Ma la leggenda di Delo affonda le sue radici ancora più in profondità, in un’epoca in cui gli dei camminavano sulla terra. È nell’Inno ad Apollo di Omero, un testo che risale all’800 a.C. circa, che troviamo il mito di Leto, una mortale di straordinaria bellezza. Incinta di Zeus, la sua condizione la rese una fuggitiva: nessun luogo osava darle asilo, temendo la terribile ira di Era, la gelosa moglie del re degli dei. Fu una piccola isola, fino a quel momento errante tra le onde, a mostrare pietà. Accettò di ospitare Leto nel suo momento più vulnerabile. In segno di gratitudine e per assicurare un luogo sacro alla nascita dei suoi figli, Zeus la stabilizzò per sempre. Creò quattro possenti pilastri che, emergendo dalle profondità marine, ancorarono saldamente l’isola al suo posto. Questa terra, destinata a un fato glorioso, era proprio Delo. Fu qui, su un minuscolo promontorio noto come Monte Cinto (da cui deriva il nome “Cinzia” per Artemide, la dea della luna piena), che Leto diede alla luce i due gemelli divini.
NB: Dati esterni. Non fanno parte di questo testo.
//! Emulator Configuration
//!
//! Serde types describing the system clock, the audio pipeline and each chip
//! slot. Configurations are usually read from JSON and must pass
//! [`SidConfig::validate`] before a mixer is built from them.

use crate::sid::{ChipModel, FilterCurve, Sid};
use crate::{Result, SidError};
use serde::{Deserialize, Serialize};
use std::fmt;
use std::path::Path;

/// Volume range in dB
pub const VOLUME_RANGE_DB: std::ops::RangeInclusive<f32> = -6.0..=6.0;

/// Longest per-chip delay in milliseconds
pub const MAX_DELAY_MS: u32 = 100;

/// System clock standard
#[derive(Debug, Clone, Copy, PartialEq, Eq, Default, Serialize, Deserialize)]
#[serde(rename_all = "snake_case")]
pub enum CpuClock {
    /// 985248 Hz
    #[default]
    Pal,
    /// 1022727 Hz
    Ntsc,
}

impl CpuClock {
    /// CPU clock in Hz (crystal divided down)
    pub fn frequency(self) -> f64 {
        match self {
            CpuClock::Pal => 17_734_472.0 / 18.0,
            CpuClock::Ntsc => 14_318_180.0 / 14.0,
        }
    }
}

/// How chip output is converted to the host rate
#[derive(Debug, Clone, Copy, PartialEq, Eq, Default, Serialize, Deserialize)]
#[serde(rename_all = "snake_case")]
pub enum SamplingMethod {
    /// Linear interpolation, cheap
    #[default]
    Decimate,
    /// Two-pass windowed-sinc FIR, accurate
    Resample,
}

impl fmt::Display for SamplingMethod {
    fn fmt(&self, f: &mut fmt::Formatter<'_>) -> fmt::Result {
        match self {
            SamplingMethod::Decimate => write!(f, "decimate"),
            SamplingMethod::Resample => write!(f, "resample"),
        }
    }
}

impl std::str::FromStr for SamplingMethod {
    type Err = SidError;

    fn from_str(s: &str) -> Result<Self> {
        match s.to_ascii_lowercase().as_str() {
            "decimate" => Ok(SamplingMethod::Decimate),
            "resample" => Ok(SamplingMethod::Resample),
            other => Err(SidError::Config(format!("unknown sampling method '{other}'"))),
        }
    }
}

/// Supported output rates
///
/// Serialized as the rate in Hz.
#[derive(Debug, Clone, Copy, PartialEq, Eq, Default, Serialize, Deserialize)]
#[serde(try_from = "u32", into = "u32")]
pub enum SamplingRate {
    /// 8 kHz
    VeryLow,
    /// 44.1 kHz
    #[default]
    Low,
    /// 48 kHz
    Medium,
    /// 96 kHz
    High,
}

impl SamplingRate {
    /// Output rate in Hz
    pub fn frequency(self) -> u32 {
        match self {
            SamplingRate::VeryLow => 8_000,
            SamplingRate::Low => 44_100,
            SamplingRate::Medium => 48_000,
            SamplingRate::High => 96_000,
        }
    }

    /// Highest frequency the resampler keeps accurate, in Hz
    pub fn middle_frequency(self) -> u32 {
        match self {
            SamplingRate::VeryLow => 3_000,
            _ => 20_000,
        }
    }
}

impl TryFrom<u32> for SamplingRate {
    type Error = SidError;

    fn try_from(hz: u32) -> Result<Self> {
        match hz {
            8_000 => Ok(SamplingRate::VeryLow),
            44_100 => Ok(SamplingRate::Low),
            48_000 => Ok(SamplingRate::Medium),
            96_000 => Ok(SamplingRate::High),
            other => Err(SidError::Config(format!(
                "unsupported sampling rate {other} Hz (use 8000, 44100, 48000 or 96000)"
            ))),
        }
    }
}

impl From<SamplingRate> for u32 {
    fn from(rate: SamplingRate) -> u32 {
        rate.frequency()
    }
}

/// Audio pipeline settings
#[derive(Debug, Clone, PartialEq, Serialize, Deserialize)]
#[serde(default)]
pub struct AudioConfig {
    /// Resampling strategy
    pub sampling_method: SamplingMethod,
    /// Output rate
    pub sampling_rate: SamplingRate,
    /// 1 (mono) or 2 (interleaved stereo)
    pub channels: u16,
    /// Cycles clocked per mixer event
    pub buffer_size: usize,
    /// Frames collected before the driver is called
    pub output_buffer_frames: usize,
    /// Seed of the dither noise source
    pub dither_seed: u64,
}

impl Default for AudioConfig {
    fn default() -> Self {
        AudioConfig {
            sampling_method: SamplingMethod::Decimate,
            sampling_rate: SamplingRate::Low,
            channels: 2,
            buffer_size: 4096,
            output_buffer_frames: 2048,
            dither_seed: 0,
        }
    }
}

/// One chip slot
#[derive(Debug, Clone, PartialEq, Serialize, Deserialize)]
#[serde(default)]
pub struct ChipConfig {
    /// Revision
    pub model: ChipModel,
    /// Gain in dB, -6..6
    pub volume_db: f32,
    /// 0 = left, 0.5 = centre, 1 = right
    pub balance: f32,
    /// Delay before mixing in milliseconds, 0..100
    pub delay_ms: u32,
    /// Muted voices
    pub mute: [bool; 3],
    /// Filter enabled
    pub filter: bool,
    /// Feed the digi-boost level into EXT IN (8580 only)
    pub digi_boost: bool,
    /// Filter curve override for the revision
    pub filter_curve: Option<FilterCurve>,
}

impl Default for ChipConfig {
    fn default() -> Self {
        ChipConfig {
            model: ChipModel::Mos6581,
            volume_db: 0.0,
            balance: 0.5,
            delay_ms: 0,
            mute: [false; 3],
            filter: true,
            digi_boost: false,
            filter_curve: None,
        }
    }
}

impl ChipConfig {
    /// Default slot of the given revision
    pub fn with_model(model: ChipModel) -> Self {
        ChipConfig {
            model,
            ..ChipConfig::default()
        }
    }

    /// Build a chip with this slot's model, mutes and filter settings
    pub fn build(&self, clock: CpuClock) -> Result<Sid> {
        let mut sid = Sid::new(self.model);
        sid.set_clock_frequency(clock.frequency());
        for (voice, &muted) in self.mute.iter().enumerate() {
            sid.mute(voice, muted);
        }
        sid.enable_filter(self.filter);
        sid.set_digi_boost(self.digi_boost);
        if let Some(curve) = self.filter_curve {
            sid.set_filter_curve(curve)?;
        }
        Ok(sid)
    }
}

/// Two chip slots receiving the same writes
#[derive(Debug, Clone, Copy, PartialEq, Eq, Serialize, Deserialize)]
pub struct FakeStereoConfig {
    /// Slot reads normally go to
    pub primary: usize,
    /// Slot mirroring the primary's writes
    pub secondary: usize,
    /// Reads go to the secondary when this exceeds `primary`
    pub read_from: usize,
}

/// Top-level configuration
#[derive(Debug, Clone, PartialEq, Serialize, Deserialize)]
#[serde(default)]
pub struct SidConfig {
    /// System clock
    pub clock: CpuClock,
    /// Audio pipeline
    pub audio: AudioConfig,
    /// Chip slots, indexed by slot number
    pub chips: Vec<ChipConfig>,
    /// Optional fake-stereo pairing
    pub fake_stereo: Option<FakeStereoConfig>,
}

impl Default for SidConfig {
    fn default() -> Self {
        SidConfig {
            clock: CpuClock::Pal,
            audio: AudioConfig::default(),
            chips: vec![ChipConfig::default()],
            fake_stereo: None,
        }
    }
}

impl SidConfig {
    /// Parse and validate a JSON configuration
    pub fn from_json_str(json: &str) -> Result<Self> {
        let config: SidConfig = serde_json::from_str(json)
            .map_err(|e| SidError::Config(format!("failed to parse configuration: {e}")))?;
        config.validate()?;
        Ok(config)
    }

    /// Load and validate a JSON configuration file
    pub fn load<P: AsRef<Path>>(path: P) -> Result<Self> {
        let json = std::fs::read_to_string(path.as_ref())?;
        Self::from_json_str(&json)
    }

    /// Serialize as pretty-printed JSON
    pub fn to_json_string(&self) -> Result<String> {
        serde_json::to_string_pretty(self)
            .map_err(|e| SidError::Config(format!("failed to serialize configuration: {e}")))
    }

    /// Check ranges and cross-field constraints
    pub fn validate(&self) -> Result<()> {
        if self.chips.is_empty() {
            return Err(SidError::Config("at least one chip is required".into()));
        }
        if !matches!(self.audio.channels, 1 | 2) {
            return Err(SidError::Config(format!(
                "channels must be 1 or 2, got {}",
                self.audio.channels
            )));
        }
        if self.audio.buffer_size == 0 {
            return Err(SidError::Config("buffer_size must be non-zero".into()));
        }
        if self.audio.output_buffer_frames == 0 {
            return Err(SidError::Config("output_buffer_frames must be non-zero".into()));
        }

        for (slot, chip) in self.chips.iter().enumerate() {
            if !VOLUME_RANGE_DB.contains(&chip.volume_db) {
                return Err(SidError::Config(format!(
                    "chip {slot}: volume {} dB outside -6..6",
                    chip.volume_db
                )));
            }
            if !(0.0..=1.0).contains(&chip.balance) {
                return Err(SidError::Config(format!(
                    "chip {slot}: balance {} outside 0..1",
                    chip.balance
                )));
            }
            if chip.delay_ms > MAX_DELAY_MS {
                return Err(SidError::Config(format!(
                    "chip {slot}: delay {} ms exceeds {MAX_DELAY_MS} ms",
                    chip.delay_ms
                )));
            }
        }

        if let Some(fs) = self.fake_stereo {
            let n = self.chips.len();
            if n < 2 {
                return Err(SidError::Config("fake stereo needs two chips".into()));
            }
            if fs.primary >= n || fs.secondary >= n || fs.primary == fs.secondary {
                return Err(SidError::Config(format!(
                    "fake stereo slots {} and {} must be distinct chips below {n}",
                    fs.primary, fs.secondary
                )));
            }
        }
        Ok(())
    }
}

#[cfg(test)]
mod tests {
    use super::*;
    use approx::assert_relative_eq;
    use std::io::Write;

    #[test]
    fn test_defaults_are_valid() {
        let config = SidConfig::default();
        config.validate().unwrap();
        assert_eq!(config.audio.sampling_rate.frequency(), 44_100);
        assert_eq!(config.audio.channels, 2);
        assert_eq!(config.chips[0].model, ChipModel::Mos6581);
    }

    #[test]
    fn test_clock_frequencies() {
        assert_relative_eq!(CpuClock::Pal.frequency(), 985_248.444, epsilon = 1e-2);
        assert_relative_eq!(CpuClock::Ntsc.frequency(), 1_022_727.143, epsilon = 1e-2);
    }

    #[test]
    fn test_parse_json() {
        let config = SidConfig::from_json_str(
            r#"{
                "clock": "ntsc",
                "audio": { "sampling_rate": 48000, "sampling_method": "resample", "channels": 1 },
                "chips": [
                    { "model": "8580", "volume_db": -3.0, "balance": 0.25, "delay_ms": 10 },
                    { "model": "MOS6581" }
                ]
            }"#,
        )
        .unwrap();
        assert_eq!(config.clock, CpuClock::Ntsc);
        assert_eq!(config.audio.sampling_rate, SamplingRate::Medium);
        assert_eq!(config.audio.sampling_method, SamplingMethod::Resample);
        assert_eq!(config.audio.buffer_size, 4096);
        assert_eq!(config.chips[0].model, ChipModel::Mos8580);
        assert_eq!(config.chips[1].balance, 0.5);
    }

    #[test]
    fn test_unsupported_rate_rejected() {
        let err = SidConfig::from_json_str(r#"{ "audio": { "sampling_rate": 22050 } }"#).unwrap_err();
        assert!(matches!(err, SidError::Config(_)));
    }

    #[test]
    fn test_unknown_model_rejected() {
        assert!(SidConfig::from_json_str(r#"{ "chips": [ { "model": "6582" } ] }"#).is_err());
    }

    #[test]
    fn test_range_checks() {
        let mut config = SidConfig::default();
        config.chips[0].volume_db = 7.0;
        assert!(config.validate().is_err());

        let mut config = SidConfig::default();
        config.chips[0].balance = -0.1;
        assert!(config.validate().is_err());

        let mut config = SidConfig::default();
        config.chips[0].delay_ms = 101;
        assert!(config.validate().is_err());

        let mut config = SidConfig::default();
        config.audio.channels = 3;
        assert!(config.validate().is_err());

        let mut config = SidConfig::default();
        config.chips.clear();
        assert!(config.validate().is_err());
    }

    #[test]
    fn test_fake_stereo_needs_two_chips() {
        let mut config = SidConfig::default();
        config.fake_stereo = Some(FakeStereoConfig {
            primary: 0,
            secondary: 1,
            read_from: 0,
        });
        assert!(config.validate().is_err());
        config.chips.push(ChipConfig::default());
        config.validate().unwrap();
    }

    #[test]
    fn test_load_from_file_roundtrip() {
        let mut config = SidConfig::default();
        config.chips.push(ChipConfig::with_model(ChipModel::Mos8580));
        config.chips[1].filter_curve = Some(FilterCurve::default_for(ChipModel::Mos8580));

        let mut file = tempfile::NamedTempFile::new().unwrap();
        file.write_all(config.to_json_string().unwrap().as_bytes()).unwrap();
        let loaded = SidConfig::load(file.path()).unwrap();
        assert_eq!(loaded, config);
    }

    #[test]
    fn test_chip_config_build() {
        let config = ChipConfig {
            model: ChipModel::Mos8580,
            mute: [false, true, false],
            filter: false,
            digi_boost: true,
            ..ChipConfig::default()
        };
        let sid = config.build(CpuClock::Ntsc).unwrap();
        assert_eq!(sid.chip_model(), ChipModel::Mos8580);
        assert!(sid.is_muted(1));
        assert!(!sid.is_muted(0));
        assert!(!sid.filter().is_enabled());
        assert!(sid.digi_boost());
        assert_relative_eq!(sid.clock_frequency(), CpuClock::Ntsc.frequency());
    }

    #[test]
    fn test_sampling_method_from_str() {
        assert_eq!("Resample".parse::<SamplingMethod>().unwrap(), SamplingMethod::Resample);
        assert!("sinc".parse::<SamplingMethod>().is_err());
    }
}
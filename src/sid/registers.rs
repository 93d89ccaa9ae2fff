//! SID Register Definitions
//!
//! The 29 registers of the SID: seven per voice (0x00-0x14), four for the
//! filter and master volume (0x15-0x18), and four read-only registers
//! (0x19-0x1C) for the paddles and the voice 3 readback.

use bitflags::bitflags;
use num_derive::{FromPrimitive, ToPrimitive};
use num_traits::FromPrimitive;
use std::fmt;

/// Number of voices per chip
pub const NUM_VOICES: usize = 3;

/// Size of the chip's address window (addresses are taken modulo this)
pub const ADDRESS_SPACE: u8 = 0x20;

/// Registers per voice
pub const VOICE_STRIDE: u8 = 7;

/// SID Register Address
#[derive(Debug, Clone, Copy, PartialEq, Eq, Hash, FromPrimitive, ToPrimitive)]
pub enum Register {
    /// Voice 1 frequency (low byte)
    Freq1Lo = 0x00,
    /// Voice 1 frequency (high byte)
    Freq1Hi = 0x01,
    /// Voice 1 pulse width (low byte)
    Pw1Lo = 0x02,
    /// Voice 1 pulse width (high nibble)
    Pw1Hi = 0x03,
    /// Voice 1 control
    Control1 = 0x04,
    /// Voice 1 attack/decay
    AttackDecay1 = 0x05,
    /// Voice 1 sustain/release
    SustainRelease1 = 0x06,
    /// Voice 2 frequency (low byte)
    Freq2Lo = 0x07,
    /// Voice 2 frequency (high byte)
    Freq2Hi = 0x08,
    /// Voice 2 pulse width (low byte)
    Pw2Lo = 0x09,
    /// Voice 2 pulse width (high nibble)
    Pw2Hi = 0x0A,
    /// Voice 2 control
    Control2 = 0x0B,
    /// Voice 2 attack/decay
    AttackDecay2 = 0x0C,
    /// Voice 2 sustain/release
    SustainRelease2 = 0x0D,
    /// Voice 3 frequency (low byte)
    Freq3Lo = 0x0E,
    /// Voice 3 frequency (high byte)
    Freq3Hi = 0x0F,
    /// Voice 3 pulse width (low byte)
    Pw3Lo = 0x10,
    /// Voice 3 pulse width (high nibble)
    Pw3Hi = 0x11,
    /// Voice 3 control
    Control3 = 0x12,
    /// Voice 3 attack/decay
    AttackDecay3 = 0x13,
    /// Voice 3 sustain/release
    SustainRelease3 = 0x14,
    /// Filter cutoff, bits 0-2
    FcLo = 0x15,
    /// Filter cutoff, bits 3-10
    FcHi = 0x16,
    /// Resonance (high nibble) and filter routing (low nibble)
    ResFilt = 0x17,
    /// Filter mode (high nibble) and master volume (low nibble)
    ModeVol = 0x18,
    /// Paddle X (read only)
    PotX = 0x19,
    /// Paddle Y (read only)
    PotY = 0x1A,
    /// Voice 3 oscillator readback (read only)
    Osc3 = 0x1B,
    /// Voice 3 envelope readback (read only)
    Env3 = 0x1C,
}

/// Per-voice register, relative to the voice base address
#[derive(Debug, Clone, Copy, PartialEq, Eq)]
pub enum VoiceRegister {
    /// Frequency low byte
    FreqLo,
    /// Frequency high byte
    FreqHi,
    /// Pulse width low byte
    PwLo,
    /// Pulse width high nibble
    PwHi,
    /// Control register
    Control,
    /// Attack/decay
    AttackDecay,
    /// Sustain/release
    SustainRelease,
}

impl Register {
    /// Convert a raw address to a register, if one is mapped there
    ///
    /// Addresses are mirrored every 0x20 bytes; 0x1D-0x1F are unmapped.
    pub fn from_addr(addr: u8) -> Option<Self> {
        Register::from_u8(addr % ADDRESS_SPACE)
    }

    /// Get the register address value
    pub fn addr(&self) -> u8 {
        *self as u8
    }

    /// Voice index and per-voice register for 0x00-0x14
    pub fn voice_register(&self) -> Option<(usize, VoiceRegister)> {
        let addr = self.addr();
        if addr >= VOICE_STRIDE * NUM_VOICES as u8 {
            return None;
        }
        let reg = match addr % VOICE_STRIDE {
            0 => VoiceRegister::FreqLo,
            1 => VoiceRegister::FreqHi,
            2 => VoiceRegister::PwLo,
            3 => VoiceRegister::PwHi,
            4 => VoiceRegister::Control,
            5 => VoiceRegister::AttackDecay,
            _ => VoiceRegister::SustainRelease,
        };
        Some(((addr / VOICE_STRIDE) as usize, reg))
    }

    /// Registers that read back a live value instead of the bus value
    pub fn is_read_only(&self) -> bool {
        matches!(
            self,
            Register::PotX | Register::PotY | Register::Osc3 | Register::Env3
        )
    }
}

impl fmt::Display for Register {
    fn fmt(&self, f: &mut fmt::Formatter<'_>) -> fmt::Result {
        if let Some((voice, reg)) = self.voice_register() {
            return write!(f, "${:02X} (Voice {} {:?})", self.addr(), voice + 1, reg);
        }
        match self {
            Register::FcLo => write!(f, "$15 (Filter Cutoff Low)"),
            Register::FcHi => write!(f, "$16 (Filter Cutoff High)"),
            Register::ResFilt => write!(f, "$17 (Resonance / Filter Routing)"),
            Register::ModeVol => write!(f, "$18 (Filter Mode / Volume)"),
            Register::PotX => write!(f, "$19 (Paddle X)"),
            Register::PotY => write!(f, "$1A (Paddle Y)"),
            Register::Osc3 => write!(f, "$1B (Oscillator 3)"),
            Register::Env3 => write!(f, "$1C (Envelope 3)"),
            _ => write!(f, "${:02X}", self.addr()),
        }
    }
}

bitflags! {
    /// Voice control register bits (low nibble; the high nibble selects the waveform)
    #[derive(Debug, Clone, Copy, PartialEq, Eq)]
    pub struct ControlFlags: u8 {
        /// Envelope gate
        const GATE = 0x01;
        /// Hard sync with the preceding voice
        const SYNC = 0x02;
        /// Ring modulation by the preceding voice
        const RING = 0x04;
        /// Oscillator test (reset and hold)
        const TEST = 0x08;
    }
}

impl ControlFlags {
    /// Create control flags from raw register value
    pub fn from_register(value: u8) -> Self {
        ControlFlags::from_bits_truncate(value)
    }

    /// Waveform selector (high nibble)
    #[inline]
    pub fn waveform(value: u8) -> u8 {
        value >> 4
    }
}

bitflags! {
    /// Filter routing bits (RES_FILT low nibble)
    #[derive(Debug, Clone, Copy, PartialEq, Eq, Default)]
    pub struct FilterRouting: u8 {
        /// Voice 1 through the filter
        const FILT1 = 0x01;
        /// Voice 2 through the filter
        const FILT2 = 0x02;
        /// Voice 3 through the filter
        const FILT3 = 0x04;
        /// External input through the filter
        const FILTEX = 0x08;
    }
}

impl FilterRouting {
    /// Create routing flags from raw register value
    pub fn from_register(value: u8) -> Self {
        FilterRouting::from_bits_truncate(value)
    }
}

bitflags! {
    /// Filter mode bits (MODE_VOL high nibble)
    #[derive(Debug, Clone, Copy, PartialEq, Eq, Default)]
    pub struct FilterMode: u8 {
        /// Low-pass output
        const LP = 0x10;
        /// Band-pass output
        const BP = 0x20;
        /// High-pass output
        const HP = 0x40;
        /// Disconnect voice 3 from the dry path
        const VOICE3_OFF = 0x80;
    }
}

impl FilterMode {
    /// Create mode flags from raw register value
    pub fn from_register(value: u8) -> Self {
        FilterMode::from_bits_truncate(value)
    }

    /// Voice 3 reaches the dry path while 3OFF is clear
    pub fn voice3_dry(&self) -> bool {
        !self.contains(FilterMode::VOICE3_OFF)
    }
}
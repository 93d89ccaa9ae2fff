//! Register Write Logs
//!
//! A write log is a CSV list of timed register writes
//! (`cycle,chip,addr,value`), enough to drive the emulator without a CPU.
//! Addresses and values accept decimal, `0x18` or `$18` notation.
//!
//! [`WriteLogPlayer`] replays a log through the scheduler: one event fires at
//! each distinct cycle and performs every write due by then.

use crate::audio::AudioDriver;
use crate::event::{EventId, EventScheduler, Phase};
use crate::fake_stereo::FakeStereo;
use crate::mixer::SidMixer;
use crate::{Result, SidError};
use serde::{Deserialize, Deserializer, Serialize, Serializer};
use std::io::{Read, Write};
use std::path::Path;
use tracing::{debug, trace};

/// One timed register write
#[derive(Debug, Clone, Copy, PartialEq, Eq, Serialize, Deserialize)]
pub struct WriteRecord {
    /// Cycle the write happens at
    pub cycle: u64,
    /// Mixer slot
    pub chip: usize,
    /// Register address
    #[serde(serialize_with = "serialize_hex", deserialize_with = "deserialize_byte")]
    pub addr: u8,
    /// Byte written
    #[serde(serialize_with = "serialize_hex", deserialize_with = "deserialize_byte")]
    pub value: u8,
}

fn serialize_hex<S: Serializer>(byte: &u8, serializer: S) -> std::result::Result<S::Ok, S::Error> {
    serializer.serialize_str(&format!("0x{byte:02X}"))
}

fn deserialize_byte<'de, D: Deserializer<'de>>(deserializer: D) -> std::result::Result<u8, D::Error> {
    let text = String::deserialize(deserializer)?;
    parse_byte(&text).map_err(serde::de::Error::custom)
}

/// Parse `24`, `0x18` or `$18`
pub fn parse_byte(text: &str) -> std::result::Result<u8, String> {
    let text = text.trim();
    let parsed = if let Some(hex) = text.strip_prefix("0x").or_else(|| text.strip_prefix("0X")) {
        u8::from_str_radix(hex, 16)
    } else if let Some(hex) = text.strip_prefix('$') {
        u8::from_str_radix(hex, 16)
    } else {
        text.parse::<u8>()
    };
    parsed.map_err(|e| format!("invalid byte '{text}': {e}"))
}

/// Timed register writes, ordered by cycle
#[derive(Debug, Clone, Default, PartialEq, Eq)]
pub struct WriteLog {
    records: Vec<WriteRecord>,
}

impl WriteLog {
    /// Empty log
    pub fn new() -> Self {
        Self::default()
    }

    /// Build from records; writes at equal cycles keep their order
    pub fn from_records(mut records: Vec<WriteRecord>) -> Self {
        records.sort_by_key(|r| r.cycle);
        WriteLog { records }
    }

    /// Append a write, keeping cycle order
    pub fn push(&mut self, record: WriteRecord) {
        let pos = self.records.partition_point(|r| r.cycle <= record.cycle);
        self.records.insert(pos, record);
    }

    /// All writes
    pub fn records(&self) -> &[WriteRecord] {
        &self.records
    }

    /// Number of writes
    pub fn len(&self) -> usize {
        self.records.len()
    }

    /// True without writes
    pub fn is_empty(&self) -> bool {
        self.records.is_empty()
    }

    /// Cycle of the last write
    pub fn last_cycle(&self) -> Option<u64> {
        self.records.last().map(|r| r.cycle)
    }

    /// Highest slot number written to
    pub fn max_chip(&self) -> Option<usize> {
        self.records.iter().map(|r| r.chip).max()
    }

    /// Parse CSV with a `cycle,chip,addr,value` header
    pub fn from_reader<R: Read>(reader: R) -> Result<Self> {
        let mut csv = csv::ReaderBuilder::new().trim(csv::Trim::All).from_reader(reader);
        let records = csv
            .deserialize()
            .collect::<std::result::Result<Vec<WriteRecord>, _>>()
            .map_err(|e| SidError::Config(format!("invalid write log: {e}")))?;
        Ok(Self::from_records(records))
    }

    /// Load a CSV file
    pub fn load<P: AsRef<Path>>(path: P) -> Result<Self> {
        let file = std::fs::File::open(path.as_ref())?;
        let log = Self::from_reader(std::io::BufReader::new(file))?;
        debug!(path = %path.as_ref().display(), writes = log.len(), "write log loaded");
        Ok(log)
    }

    /// Write CSV with a header
    pub fn to_writer<W: Write>(&self, writer: W) -> Result<()> {
        let mut csv = csv::Writer::from_writer(writer);
        for record in &self.records {
            csv.serialize(record)
                .map_err(|e| SidError::Other(format!("failed to write log record: {e}")))?;
        }
        csv.flush()?;
        Ok(())
    }

    /// Save as a CSV file
    pub fn save<P: AsRef<Path>>(&self, path: P) -> Result<()> {
        let file = std::fs::File::create(path.as_ref())?;
        self.to_writer(std::io::BufWriter::new(file))
    }
}

/// Replays a [`WriteLog`] through the scheduler
#[derive(Debug)]
pub struct WriteLogPlayer {
    log: WriteLog,
    next: usize,
    event: EventId,
}

impl WriteLogPlayer {
    /// Register the replay event
    pub fn new(scheduler: &mut EventScheduler, log: WriteLog) -> Self {
        WriteLogPlayer {
            log,
            next: 0,
            event: scheduler.register("WriteLog"),
        }
    }

    /// Handle of the replay event
    pub fn event_id(&self) -> EventId {
        self.event
    }

    /// Arm the event for the first write
    pub fn start(&mut self, scheduler: &mut EventScheduler) {
        self.next = 0;
        self.schedule_next(scheduler);
    }

    /// True once every write has been performed
    pub fn is_finished(&self) -> bool {
        self.next >= self.log.len()
    }

    fn schedule_next(&self, scheduler: &mut EventScheduler) {
        if let Some(record) = self.log.records.get(self.next) {
            scheduler.schedule_absolute(self.event, record.cycle, Phase::Phi2);
        }
    }

    /// Perform every write due by now, then re-arm for the next one
    ///
    /// Writes to the primary slot of `fake_stereo` go to both chips of the
    /// pair.
    pub fn fire<D: AudioDriver>(
        &mut self,
        scheduler: &mut EventScheduler,
        mixer: &mut SidMixer<D>,
        fake_stereo: Option<&FakeStereo>,
    ) -> Result<()> {
        let now = scheduler.time(Phase::Phi2);
        while let Some(record) = self.log.records.get(self.next) {
            if record.cycle > now {
                break;
            }
            trace!(
                cycle = now,
                chip = record.chip,
                addr = record.addr,
                value = record.value,
                "logged write"
            );
            match fake_stereo {
                Some(pair) if pair.primary() == record.chip => {
                    pair.write(mixer, scheduler, record.addr, record.value)?
                }
                _ => mixer.write(scheduler, record.chip, record.addr, record.value)?,
            }
            self.next += 1;
        }
        self.schedule_next(scheduler);
        Ok(())
    }
}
Dalla cima del Monte Cinto, la vista è mozzafiato. Da lì, il tuo sguardo spazia sull’intera isola di Delo e abbraccia l’intero circolo delle Cicladi, inclusa la vivace Mykonos, che sembra quasi a portata di mano, a meno di quattro chilometri di distanza. Eppure, al di là della sua bellezza storica, la Delo di oggi custodisce un’atmosfera sottile e inquietante. Nonostante la sua apparente tranquillità, l’isola sembra popolata da presenze silenziose e invisibili che paiono seguire ogni passo del visitatore. Non è raro, infatti, che coloro che scelgono di pernottare sull’isola riportino di aver vissuto sogni strani e vividi, quasi che le antiche energie del luogo si manifestino ancora, sussurrando storie di un tempo dimenticato.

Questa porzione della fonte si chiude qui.